I ran a setup like this on my sub (ported box lined with polyfill, and also in the port). It isn't so much a 'bigger sealed box' as just a ported box with an attenuated port. I don't think it would work that well if your enclosure is way too small in the first place - if neither ported or sealed will work for the volume you have, aperiodic isn't going to work either because it can only be somewhere inbetween ported and sealed. If ported will give you the extension you need but with a large peak in response, then stuffing the port will allow you to iron that out and achieve an enclosure that is 'just right'. That's my 2c anyway.

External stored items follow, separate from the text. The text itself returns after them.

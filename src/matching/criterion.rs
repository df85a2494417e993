//! Search criteria and their validation.

use crate::domain::{EmailAddress, RecordId, ValidationError};
use crate::models::EntityKind;
use serde::Serialize;
use std::fmt;

/// Maximum number of dot-separated segments in a custom field path.
pub const MAX_FIELD_PATH_SEGMENTS: usize = 3;

/// How a search value is interpreted.
#[derive(Debug, Clone, Copy, PartialEq, Eq, Serialize)]
#[serde(rename_all = "camelCase")]
pub enum SearchMethod {
    Email,
    Phone,
    Name,
    Domain,
    CustomField,
    Id,
}

impl SearchMethod {
    pub fn as_str(&self) -> &'static str {
        match self {
            Self::Email => "email",
            Self::Phone => "phone",
            Self::Name => "name",
            Self::Domain => "domain",
            Self::CustomField => "customField",
            Self::Id => "id",
        }
    }

    /// Methods the finder supports for an entity kind.
    pub fn supported_by(kind: EntityKind) -> &'static [SearchMethod] {
        use SearchMethod::*;
        match kind {
            EntityKind::Person => &[Email, Phone, Name, CustomField, Id],
            EntityKind::Company => &[Name, Domain, CustomField, Id],
            EntityKind::Opportunity | EntityKind::Task => &[Name, CustomField, Id],
            _ => &[Id],
        }
    }

    /// Parse a method name, rejecting ones `kind` does not support.
    pub fn parse_for(value: &str, kind: EntityKind) -> Result<Self, ValidationError> {
        Self::supported_by(kind)
            .iter()
            .copied()
            .find(|method| method.as_str() == value)
            .ok_or_else(|| ValidationError::UnsupportedSearchMethod {
                method: value.to_string(),
                entity: kind.singular().to_string(),
            })
    }
}

impl fmt::Display for SearchMethod {
    fn fmt(&self, f: &mut fmt::Formatter<'_>) -> fmt::Result {
        f.write_str(self.as_str())
    }
}

/// A validated `(method, value)` search request.
#[derive(Debug, Clone, PartialEq, Eq)]
pub struct SearchCriterion {
    pub method: SearchMethod,
    pub value: String,

    /// Only set for [`SearchMethod::CustomField`]
    pub field_path: Option<String>,
}

impl SearchCriterion {
    /// Validate a raw search request for `kind`.
    ///
    /// Emails are normalized; ids must be UUIDs; custom field searches
    /// need a path of at most [`MAX_FIELD_PATH_SEGMENTS`] segments.
    pub fn new(
        kind: EntityKind,
        search_by: &str,
        value: &str,
        field_path: Option<&str>,
    ) -> Result<Self, ValidationError> {
        let method = SearchMethod::parse_for(search_by, kind)?;

        let value = value.trim();
        if value.is_empty() {
            return Err(ValidationError::MissingRequiredParameter("searchValue".into()));
        }

        let value = match method {
            SearchMethod::Email => EmailAddress::new(value)?.into_inner(),
            SearchMethod::Id => RecordId::new(value)?.into_inner(),
            _ => value.to_string(),
        };

        let field_path = if method == SearchMethod::CustomField {
            let path = field_path
                .map(str::trim)
                .filter(|p| !p.is_empty())
                .ok_or_else(|| ValidationError::MissingRequiredParameter("customFieldPath".into()))?;
            let segments: Vec<&str> = path.split('.').collect();
            if segments.len() > MAX_FIELD_PATH_SEGMENTS {
                return Err(ValidationError::FieldPathTooDeep(path.to_string()));
            }
            if segments.iter().any(|s| s.is_empty()) {
                return Err(ValidationError::InvalidParameters(format!(
                    "Malformed custom field path: \"{}\"",
                    path
                )));
            }
            Some(path.to_string())
        } else {
            None
        };

        Ok(Self {
            method,
            value,
            field_path,
        })
    }

    /// Shorthand for a name search.
    pub fn name(kind: EntityKind, value: &str) -> Result<Self, ValidationError> {
        Self::new(kind, "name", value, None)
    }

    /// Shorthand for an email search on people.
    pub fn email(value: &str) -> Result<Self, ValidationError> {
        Self::new(EntityKind::Person, "email", value, None)
    }
}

Personally i'd just make a sealed enclosure as big as possible, fill it with acoustic stuffing and work around the frequency response you get. Is it possible to have the enclosure extend into the cavity behind the door trim? As long as the part going from the sail to the door isn't too thin it should still act like one sealed enclosure. If that isn't an option then it can't hurt to try the aperiodic enclosure, worst case you just block it off and turn it into sealed :).

Either way, porting or using a specific size sealed enclosure to extend the range of a mid probably isn't the best solution. There is no free lunch, anything you do to improve the bottom end of a mid will cause a phase shift, so you might just be better off cutting your losses and crossing to the midbass at a higher frequency.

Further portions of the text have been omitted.